Breast ultrasound should be used as the primary initial imaging modality when evaluating focal breast symptoms in women 30 to 39 years old, according to research published Oct. 9 in the American Journal of Roentgenology. Although mammography can detect symptomatic breast cancer, the researchers found its cancer detection rate (CDR) to be much lower than that of ultrasound.
“Bilateral mammographic evaluation of women 30 to 39 years old presenting with breast symptoms yielded an additional 2.0 incidental cancers per 1000 examinations,” wrote lead author Shinn-Huey S. Chou, MD, a radiologist at Massachusetts General Hospital in Boston, and colleagues. “The low added cancer yield may support the judicious rather than routine use of mammography in this patient cohort.”
For women younger than 40 years old in the U.K., ultrasound is recommended according to the best practice diagnostic guidelines for patients presenting with breast symptoms. It is also recommended if breast imaging is needed before the age of 35, according to the European guidelines for quality assurance in breast cancer screening and diagnosis. However, the U.S. National Comprehensive Cancer Network guidelines recommend mammography, and the American College of Radiology supports either mammography or breast ultrasound.
With contrasting opinions regarding breast imaging for women between 30 to 39 years, does ultrasound, mammography, or both ultrasound and mammography hold value for initial imaging?
Included for analysis were women 30 to 39 years old who underwent mammography and ultrasound for focal clinical concern between June 2006 and August 2016.
To determine lifetime breast cancer risk, the researchers reviewed the participants' medical records for the presence of breast cancer risk factors. Outcomes were determined through imaging and pathology data from a tumor registry.
Of the 4,426 diagnostic examinations of 3,997 women analyzed, the researchers diagnosed 68 breast cancers with a CDR of 15.4 per 1,000 examinations.
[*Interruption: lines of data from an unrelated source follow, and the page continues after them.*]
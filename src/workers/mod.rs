use chrono::{DateTime, Utc};
use serde::Serialize;
use std::sync::Arc;
use tokio::time::{sleep, Duration};

use crate::domain::order::{MessageOutcome, OrderController, OrderServiceError};
use crate::messaging::{DeliveredMessage, MessageId, MessageSource};
use crate::metrics::Metrics;

// ============================================================================
// Queue Workers - consume a queue and drive the order lifecycle
// ============================================================================
//
// One worker per consumed queue:
// - pending orders      → PREPARING
// - preparation events  → COMPLETED
//
// Per message, after the controller has handled it:
// - success             → ack
// - already advanced    → ack (a late pending message for a finished order)
// - transient failure   → redeliver, then back off before the next batch
// - permanent failure   → publish to the dead-letter queue, then ack; if
//                         that publish fails the message is redelivered
//
// ============================================================================

const SOURCE_ERROR_BACKOFF_SECS: u64 = 1;

#[derive(Debug, Clone, Copy, PartialEq, Eq)]
pub enum WorkerKind {
    PendingOrders,
    PreparationEvents,
}

#[derive(Debug, Clone)]
pub struct WorkerSettings {
    pub batch_size: usize,
    pub dead_letter_queue: String,
    /// Pause after the first batch with a redelivery; doubles per
    /// consecutive such batch up to `max_retry_backoff`.
    pub retry_backoff: Duration,
    pub max_retry_backoff: Duration,
}

/// What the worker did with one message.
#[derive(Debug, Clone, Copy, PartialEq, Eq)]
enum Disposition {
    Acked,
    Redelivered,
    DeadLettered,
}

impl Disposition {
    fn as_str(&self) -> &'static str {
        match self {
            Disposition::Acked => "acked",
            Disposition::Redelivered => "redelivered",
            Disposition::DeadLettered => "dead_lettered",
        }
    }
}

/// Record published to the dead-letter queue for manual follow-up.
#[derive(Debug, Clone, PartialEq, Serialize)]
#[serde(rename_all = "camelCase")]
pub struct DeadLetter {
    pub message_id: MessageId,
    pub source_queue: String,
    pub key: Option<String>,
    pub payload: String,
    pub error_kind: &'static str,
    pub error_message: String,
    pub failed_at: DateTime<Utc>,
}

impl DeadLetter {
    fn new(message: &DeliveredMessage, error: &OrderServiceError) -> Self {
        Self {
            message_id: message.message_id.clone(),
            source_queue: message.queue.clone(),
            key: message.key.clone(),
            payload: String::from_utf8_lossy(&message.body).into_owned(),
            error_kind: error.kind(),
            error_message: error.to_string(),
            failed_at: Utc::now(),
        }
    }
}

/// Pause before the next batch after `streak` consecutive batches that
/// needed a redelivery.
fn retry_delay(streak: u32, base: Duration, max: Duration) -> Duration {
    let factor = 2u32.saturating_pow(streak.saturating_sub(1));
    base.saturating_mul(factor).min(max)
}

pub struct QueueWorker {
    name: String,
    kind: WorkerKind,
    source: Box<dyn MessageSource>,
    controller: Arc<OrderController>,
    metrics: Arc<Metrics>,
    settings: WorkerSettings,
}

impl QueueWorker {
    pub fn new(
        name: impl Into<String>,
        kind: WorkerKind,
        source: Box<dyn MessageSource>,
        controller: Arc<OrderController>,
        metrics: Arc<Metrics>,
        mut settings: WorkerSettings,
    ) -> Self {
        settings.batch_size = settings.batch_size.max(1);
        Self {
            name: name.into(),
            kind,
            source,
            controller,
            metrics,
            settings,
        }
    }

    /// Consume until the source closes.
    pub async fn run(mut self) {
        tracing::info!(
            worker = %self.name,
            batch_size = self.settings.batch_size,
            dead_letter_queue = %self.settings.dead_letter_queue,
            "🔄 Worker started"
        );

        let mut redelivery_streak = 0u32;

        loop {
            let batch = match self.source.next_batch(self.settings.batch_size).await {
                Ok(Some(batch)) => batch,
                Ok(None) => break,
                Err(e) => {
                    tracing::warn!(worker = %self.name, error = %e, "Failed to receive batch, backing off");
                    sleep(Duration::from_secs(SOURCE_ERROR_BACKOFF_SECS)).await;
                    continue;
                }
            };

            tracing::debug!(worker = %self.name, message_count = batch.len(), "📬 Received batch");

            let outcomes = match self.kind {
                WorkerKind::PendingOrders => self.controller.handle_pending_batch(&batch).await,
                WorkerKind::PreparationEvents => self.controller.handle_preparation_batch(&batch).await,
            };

            let mut redelivered = false;
            for (message, outcome) in batch.iter().zip(outcomes) {
                let disposition = self.settle(message, outcome).await;
                redelivered |= disposition == Disposition::Redelivered;
                self.metrics.record_worker_message(&self.name, disposition.as_str());
            }

            if redelivered {
                redelivery_streak = redelivery_streak.saturating_add(1);
                let delay = retry_delay(
                    redelivery_streak,
                    self.settings.retry_backoff,
                    self.settings.max_retry_backoff,
                );
                tracing::warn!(
                    worker = %self.name,
                    streak = redelivery_streak,
                    delay_ms = delay.as_millis() as u64,
                    "Backing off before redelivery"
                );
                sleep(delay).await;
            } else {
                redelivery_streak = 0;
            }
        }

        tracing::info!(worker = %self.name, "Worker stopped, source closed");
    }

    async fn settle(&mut self, message: &DeliveredMessage, outcome: MessageOutcome) -> Disposition {
        let disposition = match outcome.result {
            Ok(_) => Disposition::Acked,
            Err(OrderServiceError::InvalidTransition { order_id, from, to }) => {
                tracing::info!(
                    worker = %self.name,
                    message_id = %outcome.message_id,
                    order_id = %order_id,
                    current = %from,
                    requested = %to,
                    "Order already advanced, message needs no work"
                );
                Disposition::Acked
            }
            Err(e) if e.is_transient() => {
                tracing::warn!(
                    worker = %self.name,
                    message_id = %outcome.message_id,
                    error = %e,
                    "Transient failure, message will be redelivered"
                );
                Disposition::Redelivered
            }
            Err(e) => self.dead_letter(message, &e).await,
        };

        let settled = match disposition {
            Disposition::Redelivered => self.source.redeliver(message).await,
            Disposition::Acked | Disposition::DeadLettered => self.source.ack(message).await,
        };

        if let Err(e) = settled {
            tracing::error!(
                worker = %self.name,
                message_id = %message.message_id,
                error = %e,
                "Failed to settle message"
            );
        }

        disposition
    }

    /// Park a message that can never succeed. Falls back to redelivery when
    /// the dead-letter queue cannot take it.
    async fn dead_letter(&self, message: &DeliveredMessage, error: &OrderServiceError) -> Disposition {
        let queue = &self.settings.dead_letter_queue;
        let record = DeadLetter::new(message, error);

        let published = match serde_json::to_vec(&record) {
            Ok(payload) => {
                let key = message.key.as_deref().unwrap_or(&message.message_id);
                self.controller
                    .dependencies()
                    .queue
                    .publish(queue, key, &payload)
                    .await
                    .map_err(|e| e.to_string())
            }
            Err(e) => Err(e.to_string()),
        };
        self.metrics.record_publish(queue, published.is_ok());

        match published {
            Ok(dead_letter_id) => {
                tracing::error!(
                    worker = %self.name,
                    message_id = %message.message_id,
                    dead_letter_id = %dead_letter_id,
                    dead_letter_queue = %queue,
                    error = %error,
                    "❌ Message can never succeed, moved to dead-letter queue"
                );
                Disposition::DeadLettered
            }
            Err(e) => {
                tracing::error!(
                    worker = %self.name,
                    message_id = %message.message_id,
                    dead_letter_queue = %queue,
                    error = %e,
                    "Dead-letter publish failed, message will be redelivered"
                );
                Disposition::Redelivered
            }
        }
    }
}
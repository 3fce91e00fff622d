use async_trait::async_trait;
use std::collections::HashMap;
use tokio::sync::RwLock;
use uuid::Uuid;

use super::{OrderStore, StoreError};
use crate::domain::order::{Order, OrderStatus};
use crate::health::{ComponentHealth, HealthStatus};

/// Process-local order store.
///
/// Each operation holds the lock for its whole check-and-write, which gives
/// the same atomicity the Scylla backend gets from lightweight transactions.
#[derive(Default)]
pub struct InMemoryOrderStore {
    orders: RwLock<HashMap<Uuid, Order>>,
}

impl InMemoryOrderStore {
    pub fn new() -> Self {
        Self::default()
    }

    pub async fn len(&self) -> usize {
        self.orders.read().await.len()
    }
}

#[async_trait]
impl OrderStore for InMemoryOrderStore {
    async fn put(&self, order: &Order) -> Result<(), StoreError> {
        let mut orders = self.orders.write().await;
        if orders.contains_key(&order.order_id) {
            return Err(StoreError::AlreadyExists(order.order_id));
        }
        orders.insert(order.order_id, order.clone());
        Ok(())
    }

    async fn get(&self, order_id: Uuid) -> Result<Order, StoreError> {
        let orders = self.orders.read().await;
        orders.get(&order_id).cloned().ok_or(StoreError::NotFound(order_id))
    }

    async fn update_status(&self, order_id: Uuid, status: OrderStatus) -> Result<Order, StoreError> {
        let mut orders = self.orders.write().await;
        let order = orders.get_mut(&order_id).ok_or(StoreError::NotFound(order_id))?;

        if !order.status.can_advance_to(status) {
            return Err(StoreError::InvalidTransition {
                order_id,
                from: order.status,
                to: status,
            });
        }

        order.status = status;
        Ok(order.clone())
    }

    async fn health(&self) -> ComponentHealth {
        ComponentHealth::new("order_store", HealthStatus::Healthy).with_details("in-memory")
    }
}
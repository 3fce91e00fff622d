use chrono::{DateTime, SubsecRound, Utc};
use serde::{Deserialize, Serialize};
use serde_json::{Map, Value};
use uuid::Uuid;

use super::errors::OrderServiceError;
use super::value_objects::OrderStatus;

// ============================================================================
// Order - the stored record
// ============================================================================
//
// Service-owned fields are typed. Everything the caller sent at creation is
// kept verbatim in `details` and flattened back into the JSON record.
//
// ============================================================================

/// Keys the service owns; callers cannot set them.
pub const RESERVED_FIELDS: [&str; 3] = ["orderId", "status", "createdAt"];

#[derive(Debug, Clone, PartialEq, Serialize, Deserialize)]
#[serde(rename_all = "camelCase")]
pub struct Order {
    pub order_id: Uuid,
    pub status: OrderStatus,
    pub created_at: DateTime<Utc>,
    #[serde(flatten)]
    pub details: Map<String, Value>,
}

impl Order {
    /// Build a fresh PENDING order from a raw creation payload.
    ///
    /// The payload must be a JSON object. Reserved keys are dropped.
    pub fn from_payload(body: &[u8]) -> Result<Self, OrderServiceError> {
        let value: Value = serde_json::from_slice(body)
            .map_err(|e| OrderServiceError::InvalidInput(format!("malformed JSON: {}", e)))?;

        let Value::Object(mut details) = value else {
            return Err(OrderServiceError::InvalidInput(
                "order payload must be a JSON object".to_string(),
            ));
        };

        for key in RESERVED_FIELDS {
            if details.remove(key).is_some() {
                tracing::debug!(field = key, "Dropping reserved field from order payload");
            }
        }

        Ok(Self::new(details))
    }

    pub fn new(details: Map<String, Value>) -> Self {
        Self {
            order_id: Uuid::new_v4(),
            status: OrderStatus::Pending,
            // Stores keep millisecond precision
            created_at: Utc::now().trunc_subsecs(3),
            details,
        }
    }

    pub fn customer_id(&self) -> Option<&str> {
        self.details.get("customerId").and_then(Value::as_str)
    }

    pub fn item(&self) -> Option<&Value> {
        self.details.get("item")
    }

    pub fn with_status(mut self, status: OrderStatus) -> Self {
        self.status = status;
        self
    }

    pub fn to_json(&self) -> Result<Vec<u8>, serde_json::Error> {
        serde_json::to_vec(self)
    }
}

// ============================================================================
// Unit Tests
// ============================================================================
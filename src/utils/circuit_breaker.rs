use std::future::Future;
use std::sync::Arc;
use std::time::{Duration, Instant};
use tokio::sync::Mutex;

use crate::health::HealthStatus;

// ============================================================================
// Circuit Breaker
// ============================================================================
//
// Fails calls fast while a dependency keeps failing. It never retries; a
// rejected call is reported to the caller straight away.
//
// States:
// - Closed:   calls pass through, consecutive failures are counted
// - Open:     calls are rejected until `open_for` has elapsed
// - HalfOpen: calls pass through on probation; one failure reopens
//
// ============================================================================

#[derive(Debug, Clone, Copy, PartialEq, Eq)]
pub enum CircuitState {
    Closed,
    Open,
    HalfOpen,
}

impl CircuitState {
    /// Gauge encoding used by the metrics registry.
    pub fn as_gauge(&self) -> i64 {
        match self {
            CircuitState::Closed => 0,
            CircuitState::Open => 1,
            CircuitState::HalfOpen => 2,
        }
    }

    pub fn health(&self) -> HealthStatus {
        match self {
            CircuitState::Closed => HealthStatus::Healthy,
            CircuitState::HalfOpen => HealthStatus::Degraded("Circuit breaker half-open".to_string()),
            CircuitState::Open => HealthStatus::Unhealthy("Circuit breaker open".to_string()),
        }
    }
}

#[derive(Debug, Clone)]
pub struct CircuitBreakerConfig {
    /// Consecutive failures that open the circuit
    pub failure_threshold: u32,
    /// How long an open circuit rejects calls
    pub open_for: Duration,
    /// Successes in half-open needed to close again
    pub success_threshold: u32,
}

impl Default for CircuitBreakerConfig {
    fn default() -> Self {
        Self {
            failure_threshold: 5,
            open_for: Duration::from_secs(30),
            success_threshold: 3,
        }
    }
}

#[derive(Debug)]
pub enum CircuitBreakerError<E> {
    CircuitOpen,
    OperationFailed(E),
}

impl<E: std::fmt::Display> std::fmt::Display for CircuitBreakerError<E> {
    fn fmt(&self, f: &mut std::fmt::Formatter<'_>) -> std::fmt::Result {
        match self {
            CircuitBreakerError::CircuitOpen => write!(f, "Circuit breaker is open"),
            CircuitBreakerError::OperationFailed(e) => write!(f, "Operation failed: {}", e),
        }
    }
}

impl<E: std::fmt::Debug + std::fmt::Display> std::error::Error for CircuitBreakerError<E> {}

struct Inner {
    state: CircuitState,
    failures: u32,
    successes: u32,
    opened_at: Option<Instant>,
}

impl Inner {
    fn move_to(&mut self, name: &str, next: CircuitState) {
        if self.state != next {
            tracing::warn!(breaker = %name, from = ?self.state, to = ?next, "Circuit breaker transition");
        }
        self.state = next;
        self.failures = 0;
        self.successes = 0;
        self.opened_at = (next == CircuitState::Open).then(Instant::now);
    }
}

#[derive(Clone)]
pub struct CircuitBreaker {
    name: String,
    config: CircuitBreakerConfig,
    inner: Arc<Mutex<Inner>>,
}

impl CircuitBreaker {
    pub fn new(name: impl Into<String>, config: CircuitBreakerConfig) -> Self {
        Self {
            name: name.into(),
            config,
            inner: Arc::new(Mutex::new(Inner {
                state: CircuitState::Closed,
                failures: 0,
                successes: 0,
                opened_at: None,
            })),
        }
    }

    /// Run `operation` unless the circuit is open.
    pub async fn call<F, T, E>(&self, operation: F) -> Result<T, CircuitBreakerError<E>>
    where
        F: Future<Output = Result<T, E>>,
    {
        self.admit().await?;

        let result = operation.await;
        self.record(result.is_ok()).await;
        result.map_err(CircuitBreakerError::OperationFailed)
    }

    async fn admit<E>(&self) -> Result<(), CircuitBreakerError<E>> {
        let mut inner = self.inner.lock().await;
        if inner.state != CircuitState::Open {
            return Ok(());
        }

        let cooled_down = inner
            .opened_at
            .map(|opened| opened.elapsed() >= self.config.open_for)
            .unwrap_or(true);

        if cooled_down {
            inner.move_to(&self.name, CircuitState::HalfOpen);
            Ok(())
        } else {
            Err(CircuitBreakerError::CircuitOpen)
        }
    }

    async fn record(&self, success: bool) {
        let mut inner = self.inner.lock().await;

        match (inner.state, success) {
            (CircuitState::Closed, true) => inner.failures = 0,
            (CircuitState::Closed, false) => {
                inner.failures += 1;
                if inner.failures >= self.config.failure_threshold {
                    inner.move_to(&self.name, CircuitState::Open);
                }
            }
            (CircuitState::HalfOpen, true) => {
                inner.successes += 1;
                if inner.successes >= self.config.success_threshold {
                    inner.move_to(&self.name, CircuitState::Closed);
                }
            }
            (CircuitState::HalfOpen, false) => inner.move_to(&self.name, CircuitState::Open),
            // A call admitted before another one opened the circuit
            (CircuitState::Open, _) => {}
        }
    }

    pub async fn state(&self) -> CircuitState {
        self.inner.lock().await.state
    }

    pub fn name(&self) -> &str {
        &self.name
    }
}

#[cfg(test)]
mod tests {
    use super::*;

    fn breaker(failure_threshold: u32, open_for: Duration, success_threshold: u32) -> CircuitBreaker {
        CircuitBreaker::new(
            "test",
            CircuitBreakerConfig {
                failure_threshold,
                open_for,
                success_threshold,
            },
        )
    }

    #[tokio::test]
    async fn test_opens_after_consecutive_failures() {
        let cb = breaker(3, Duration::from_secs(60), 1);

        for _ in 0..3 {
            assert!(cb.call(async { Err::<(), _>("boom") }).await.is_err());
        }
        assert_eq!(cb.state().await, CircuitState::Open);

        let result = cb.call(async { Ok::<_, &str>(()) }).await;
        assert!(matches!(result, Err(CircuitBreakerError::CircuitOpen)));
    }

    #[tokio::test]
    async fn test_success_resets_failure_count() {
        let cb = breaker(2, Duration::from_secs(60), 1);

        let _ = cb.call(async { Err::<(), _>("boom") }).await;
        let _ = cb.call(async { Ok::<_, &str>(()) }).await;
        let _ = cb.call(async { Err::<(), _>("boom") }).await;

        assert_eq!(cb.state().await, CircuitState::Closed);
    }

    #[tokio::test]
    async fn test_half_open_then_closed() {
        let cb = breaker(1, Duration::from_millis(50), 2);

        let _ = cb.call(async { Err::<(), _>("boom") }).await;
        assert_eq!(cb.state().await, CircuitState::Open);

        tokio::time::sleep(Duration::from_millis(80)).await;

        assert!(cb.call(async { Ok::<_, &str>(()) }).await.is_ok());
        assert_eq!(cb.state().await, CircuitState::HalfOpen);

        assert!(cb.call(async { Ok::<_, &str>(()) }).await.is_ok());
        assert_eq!(cb.state().await, CircuitState::Closed);
    }

    #[tokio::test]
    async fn test_half_open_failure_reopens() {
        let cb = breaker(1, Duration::from_millis(50), 2);

        let _ = cb.call(async { Err::<(), _>("boom") }).await;
        tokio::time::sleep(Duration::from_millis(80)).await;
        let _ = cb.call(async { Err::<(), _>("still down") }).await;

        assert_eq!(cb.state().await, CircuitState::Open);
    }

    #[test]
    fn test_state_health_and_gauge() {
        assert!(CircuitState::Closed.health().is_healthy());
        assert!(CircuitState::Open.health().is_unhealthy());
        assert_eq!(CircuitState::HalfOpen.as_gauge(), 2);
    }
}
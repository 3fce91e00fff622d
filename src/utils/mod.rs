pub mod circuit_breaker;

pub use circuit_breaker::{CircuitBreaker, CircuitBreakerConfig, CircuitBreakerError, CircuitState};
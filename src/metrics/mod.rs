use prometheus::{
    Encoder, HistogramOpts, HistogramVec, IntCounter, IntCounterVec, IntGauge, Opts, Registry,
    TextEncoder,
};

use crate::domain::order::OrderStatus;

// ============================================================================
// Metrics Module - Prometheus metrics for the order lifecycle
// ============================================================================
//
// Covers:
// - orders created and status transitions
// - queue publishes per queue and outcome
// - store operation latency
// - worker message outcomes
// - queue circuit breaker state
//
// Exposed as text at GET /metrics.
// ============================================================================

pub struct Metrics {
    registry: Registry,

    pub orders_created: IntCounter,
    pub status_transitions: IntCounterVec,
    pub request_failures: IntCounterVec,

    pub queue_publishes: IntCounterVec,

    pub store_duration: HistogramVec,

    pub worker_messages: IntCounterVec,

    pub circuit_breaker_state: IntGauge,
}

impl Metrics {
    pub fn new() -> anyhow::Result<Self> {
        let registry = Registry::new();

        let orders_created = IntCounter::new("orders_created_total", "Orders persisted by CreateOrder")?;
        registry.register(Box::new(orders_created.clone()))?;

        let status_transitions = IntCounterVec::new(
            Opts::new("order_status_transitions_total", "Applied order status updates"),
            &["status"],
        )?;
        registry.register(Box::new(status_transitions.clone()))?;

        let request_failures = IntCounterVec::new(
            Opts::new("order_operation_failures_total", "Failed lifecycle operations"),
            &["operation", "error"],
        )?;
        registry.register(Box::new(request_failures.clone()))?;

        let queue_publishes = IntCounterVec::new(
            Opts::new("queue_publishes_total", "Messages published to work queues"),
            &["queue", "outcome"],
        )?;
        registry.register(Box::new(queue_publishes.clone()))?;

        let store_duration = HistogramVec::new(
            HistogramOpts::new("order_store_duration_seconds", "Order store operation duration")
                .buckets(vec![0.001, 0.005, 0.01, 0.05, 0.1, 0.5, 1.0, 5.0]),
            &["operation"],
        )?;
        registry.register(Box::new(store_duration.clone()))?;

        let worker_messages = IntCounterVec::new(
            Opts::new("worker_messages_total", "Queue messages handled by workers"),
            &["worker", "outcome"],
        )?;
        registry.register(Box::new(worker_messages.clone()))?;

        let circuit_breaker_state = IntGauge::new(
            "circuit_breaker_state",
            "Queue circuit breaker state (0=Closed, 1=Open, 2=HalfOpen)",
        )?;
        registry.register(Box::new(circuit_breaker_state.clone()))?;

        Ok(Self {
            registry,
            orders_created,
            status_transitions,
            request_failures,
            queue_publishes,
            store_duration,
            worker_messages,
            circuit_breaker_state,
        })
    }

    pub fn registry(&self) -> &Registry {
        &self.registry
    }

    /// Prometheus text exposition of every registered metric.
    pub fn render(&self) -> anyhow::Result<Vec<u8>> {
        let mut buffer = Vec::new();
        TextEncoder::new().encode(&self.registry.gather(), &mut buffer)?;
        Ok(buffer)
    }

    pub fn record_status(&self, status: OrderStatus) {
        self.status_transitions.with_label_values(&[status.as_str()]).inc();
    }

    pub fn record_failure(&self, operation: &str, error: &str) {
        self.request_failures.with_label_values(&[operation, error]).inc();
    }

    pub fn record_publish(&self, queue: &str, success: bool) {
        let outcome = if success { "ok" } else { "error" };
        self.queue_publishes.with_label_values(&[queue, outcome]).inc();
    }

    pub fn record_store_call(&self, operation: &str, duration_secs: f64) {
        self.store_duration.with_label_values(&[operation]).observe(duration_secs);
    }

    pub fn record_worker_message(&self, worker: &str, outcome: &str) {
        self.worker_messages.with_label_values(&[worker, outcome]).inc();
    }

    pub fn update_circuit_breaker_state(&self, state: i64) {
        self.circuit_breaker_state.set(state);
    }
}

#[cfg(test)]
mod tests {
    use super::*;

    #[test]
    fn test_metrics_creation() {
        let metrics = Metrics::new().unwrap();
        assert!(!metrics.registry.gather().is_empty());
    }

    #[test]
    fn test_record_status_transitions() {
        let metrics = Metrics::new().unwrap();
        metrics.record_status(OrderStatus::Completed);
        metrics.record_status(OrderStatus::Completed);
        metrics.record_status(OrderStatus::Preparing);

        let gathered = metrics.registry.gather();
        let transitions = gathered
            .iter()
            .find(|m| m.name() == "order_status_transitions_total")
            .unwrap();
        assert_eq!(transitions.metric.len(), 2);
    }

    #[test]
    fn test_record_publish_outcomes() {
        let metrics = Metrics::new().unwrap();
        metrics.record_publish("pending-orders", true);
        metrics.record_publish("pending-orders", false);

        assert_eq!(
            metrics.queue_publishes.with_label_values(&["pending-orders", "ok"]).get(),
            1
        );
        assert_eq!(
            metrics.queue_publishes.with_label_values(&["pending-orders", "error"]).get(),
            1
        );
    }

    #[test]
    fn test_render_text_format() {
        let metrics = Metrics::new().unwrap();
        metrics.orders_created.inc();

        let text = String::from_utf8(metrics.render().unwrap()).unwrap();
        assert!(text.contains("orders_created_total 1"));
    }

    #[test]
    fn test_circuit_breaker_gauge() {
        let metrics = Metrics::new().unwrap();
        metrics.update_circuit_breaker_state(1);
        assert_eq!(metrics.circuit_breaker_state.get(), 1);
    }
}
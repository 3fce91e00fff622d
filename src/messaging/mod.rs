// ============================================================================
// Work Queue - at-least-once message delivery between stages
// ============================================================================
//
// Publishing goes through WorkQueue, consuming through MessageSource.
// Backends:
// - redpanda - Kafka protocol via rdkafka
// - memory   - tokio channels for local runs and tests
//
// ============================================================================

mod memory;
mod redpanda;

use async_trait::async_trait;

use crate::health::ComponentHealth;
use crate::utils::CircuitState;

pub use memory::{InMemoryQueue, InMemorySource};
pub use redpanda::{RedpandaClient, RedpandaSource};

pub type MessageId = String;

#[derive(Debug, thiserror::Error)]
pub enum QueueError {
    #[error("Circuit breaker open for queue {0}")]
    CircuitOpen(String),

    #[error("Failed to publish to {queue}: {reason}")]
    Publish { queue: String, reason: String },

    #[error("Failed to consume: {0}")]
    Consume(String),
}

/// A message handed to a consumer.
///
/// `partition` and `offset` locate the message in a Kafka topic; in-memory
/// deliveries leave them unset.
#[derive(Debug, Clone, PartialEq)]
pub struct DeliveredMessage {
    pub message_id: MessageId,
    pub queue: String,
    pub key: Option<String>,
    pub body: Vec<u8>,
    pub partition: Option<i32>,
    pub offset: Option<i64>,
}

#[async_trait]
pub trait WorkQueue: Send + Sync {
    /// Publish one message. `key` groups related messages (the order id).
    async fn publish(&self, queue: &str, key: &str, payload: &[u8]) -> Result<MessageId, QueueError>;

    async fn health(&self) -> ComponentHealth;

    /// State of the producer's circuit breaker, when the backend has one.
    async fn circuit_state(&self) -> Option<CircuitState> {
        None
    }
}

#[async_trait]
pub trait MessageSource: Send + Sync {
    /// Wait for up to `max` messages. `Ok(None)` means the source is closed.
    async fn next_batch(&mut self, max: usize) -> Result<Option<Vec<DeliveredMessage>>, QueueError>;

    /// Mark a message processed so it is not delivered again.
    async fn ack(&mut self, message: &DeliveredMessage) -> Result<(), QueueError>;

    /// Arrange for a message to be delivered again.
    async fn redeliver(&mut self, message: &DeliveredMessage) -> Result<(), QueueError>;
}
Sixty examinations led to biopsy of a finding distant from the presenting symptom site, yielding nine incidental malignancies with a CDR of two per 1,000 examinations. Additionally, the 68 women with breast cancer had an average lifetime risk "significantly" higher than that among age-matched control subjects; 66.2 percent of these women had identifiable risk factors, according to the study.
“Our findings support ACR and European recommendations for targeted breast ultrasound as the initial imaging evaluation of women 30 to 39 years old who have symptoms and support bilateral mammography added to ultrasound for women with risk factors for breast cancer and as an adjunct examination when suspicious or indeterminate sonographic findings are present,” Chou et al. wrote.